About this, it might make sense for step 2 to enlarge the scope of considered example systems, precisely to get a broader idea of the freeness of existing systems. For instance, for code LLMs it might make sense to include Starcoder2/Stack v2, as a “freer” alternative (if you consider all the potential comoponents) to Eleuther and CodeLLama.

stefano · March 7, 2024, 10:01am

to you and @zack : what are you hoping to discover by looking at Mistral that would be so new to radically change the results of the analysis done so far?

why? what’s so radically technically different in the components that make Llama2 and Mistral, Starcoder so different to require more analysis?

zack · March 7, 2024, 1:53pm

Note that I did not suggest having a new working group on StarCoder2 as part of step (1): I agree with you we have nothing new to learn in terms of which components it is made of.

I suggest to look at it as part of step (2), because I believe that in terms of availability it is different from all other “open” LLM for code I am aware of, in particular I believe it is the only one, among those surveyed in part (1) at least, with an “open” training dataset.

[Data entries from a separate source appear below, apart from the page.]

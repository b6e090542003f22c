//! Transaction label normalization and string similarity
//!
//! Bank statement labels are noisy ("NETFLIX.COM/BILL  *0423", "Café de la
//! Gare PARIS"), so every pattern comparison runs against a normalized form:
//! lowercased, diacritics folded, punctuation collapsed to spaces.

use std::sync::OnceLock;

use regex::Regex;

fn non_word_re() -> &'static Regex {
    static RE: OnceLock<Regex> = OnceLock::new();
    RE.get_or_init(|| Regex::new(r"[^a-z0-9]+").unwrap())
}

/// Normalize a label for matching: lowercase, fold diacritics, replace
/// punctuation with spaces, collapse whitespace.
pub fn normalize_label(raw: &str) -> String {
    let folded: String = raw
        .to_lowercase()
        .chars()
        .map(fold_diacritic)
        .collect();

    non_word_re()
        .replace_all(&folded, " ")
        .split_whitespace()
        .collect::<Vec<_>>()
        .join(" ")
}

/// Map common accented Latin characters to their ASCII base
fn fold_diacritic(c: char) -> char {
    match c {
        'à' | 'á' | 'â' | 'ã' | 'ä' | 'å' => 'a',
        'ç' => 'c',
        'è' | 'é' | 'ê' | 'ë' => 'e',
        'ì' | 'í' | 'î' | 'ï' => 'i',
        'ñ' => 'n',
        'ò' | 'ó' | 'ô' | 'õ' | 'ö' | 'ø' => 'o',
        'ù' | 'ú' | 'û' | 'ü' => 'u',
        'ý' | 'ÿ' => 'y',
        'æ' => 'a',
        'œ' => 'o',
        'ß' => 's',
        _ => c,
    }
}

/// Word-boundary containment check over two already-normalized strings.
///
/// "gas" matches "shell gas station" but not "las vegas show".
pub fn contains_word(normalized_label: &str, normalized_pattern: &str) -> bool {
    if normalized_label.is_empty() || normalized_pattern.is_empty() {
        return false;
    }
    let padded_label = format!(" {} ", normalized_label);
    let padded_pattern = format!(" {} ", normalized_pattern);
    padded_label.contains(&padded_pattern)
}

/// Classic Levenshtein edit distance
pub fn levenshtein(a: &str, b: &str) -> usize {
    let a: Vec<char> = a.chars().collect();
    let b: Vec<char> = b.chars().collect();

    if a.is_empty() {
        return b.len();
    }
    if b.is_empty() {
        return a.len();
    }

    let mut prev: Vec<usize> = (0..=b.len()).collect();
    let mut curr = vec![0usize; b.len() + 1];

    for (i, ca) in a.iter().enumerate() {
        curr[0] = i + 1;
        for (j, cb) in b.iter().enumerate() {
            let cost = if ca == cb { 0 } else { 1 };
            curr[j + 1] = (prev[j + 1] + 1).min(curr[j] + 1).min(prev[j] + cost);
        }
        std::mem::swap(&mut prev, &mut curr);
    }

    prev[b.len()]
}

/// Normalized similarity in [0, 1]: `1 - distance / max_len`
pub fn similarity(a: &str, b: &str) -> f64 {
    let max_len = a.chars().count().max(b.chars().count());
    if max_len == 0 {
        return 1.0;
    }
    1.0 - levenshtein(a, b) as f64 / max_len as f64
}

#[cfg(test)]
mod tests {
    use super::*;

    #[test]
    fn test_normalize_lowercases_and_strips_punctuation() {
        assert_eq!(normalize_label("NETFLIX.COM/BILL"), "netflix com bill");
        assert_eq!(normalize_label("  UBER *TRIP  "), "uber trip");
        assert_eq!(normalize_label("AMZN Mktp US*2B4LO1"), "amzn mktp us 2b4lo1");
    }

    #[test]
    fn test_normalize_folds_diacritics() {
        assert_eq!(normalize_label("Café de la Gare"), "cafe de la gare");
        assert_eq!(normalize_label("Crédit Agricole"), "credit agricole");
        assert_eq!(normalize_label("MÜNCHEN BÄCKEREI"), "munchen backerei");
    }

    #[test]
    fn test_normalize_empty_and_symbols() {
        assert_eq!(normalize_label(""), "");
        assert_eq!(normalize_label("   "), "");
        assert_eq!(normalize_label("***"), "");
    }

    #[test]
    fn test_contains_word_boundaries() {
        assert!(contains_word("shell gas station", "gas"));
        assert!(contains_word("shell gas station", "gas station"));
        assert!(contains_word("netflix com bill", "netflix"));
        assert!(!contains_word("las vegas show", "gas"));
        assert!(!contains_word("subscription", "sub"));
        assert!(!contains_word("", "gas"));
        assert!(!contains_word("shell", ""));
    }

    #[test]
    fn test_levenshtein() {
        assert_eq!(levenshtein("", ""), 0);
        assert_eq!(levenshtein("abc", ""), 3);
        assert_eq!(levenshtein("kitten", "sitting"), 3);
        assert_eq!(levenshtein("netflix", "netflix"), 0);
        assert_eq!(levenshtein("netflix", "netflx"), 1);
    }

    #[test]
    fn test_similarity_range() {
        assert!((similarity("netflix", "netflix") - 1.0).abs() < 1e-9);
        assert!((similarity("", "") - 1.0).abs() < 1e-9);
        let sim = similarity("netflix com bill", "netflix com");
        assert!(sim > 0.6 && sim < 1.0);
        assert!(similarity("abc", "xyz") < 0.01);
    }
}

zack · March 10, 2024, 12:26pm

Hello all, I have a process question: how will we decide on which side of the “required” bar will the “likely required” / “maybe required” decisions?

Mer · March 11, 2024, 4:47pm

Hi Zack For version 0.0.6 we drew the line after “likely required.” So “maybe required” on down are not required. If you look at the votes in the spreadsheet linked in this post, there’s a pretty big drop-off between data pre-processing code and the data sets and documentation in the “maybe” category, so this felt like a reasonable place to draw the line.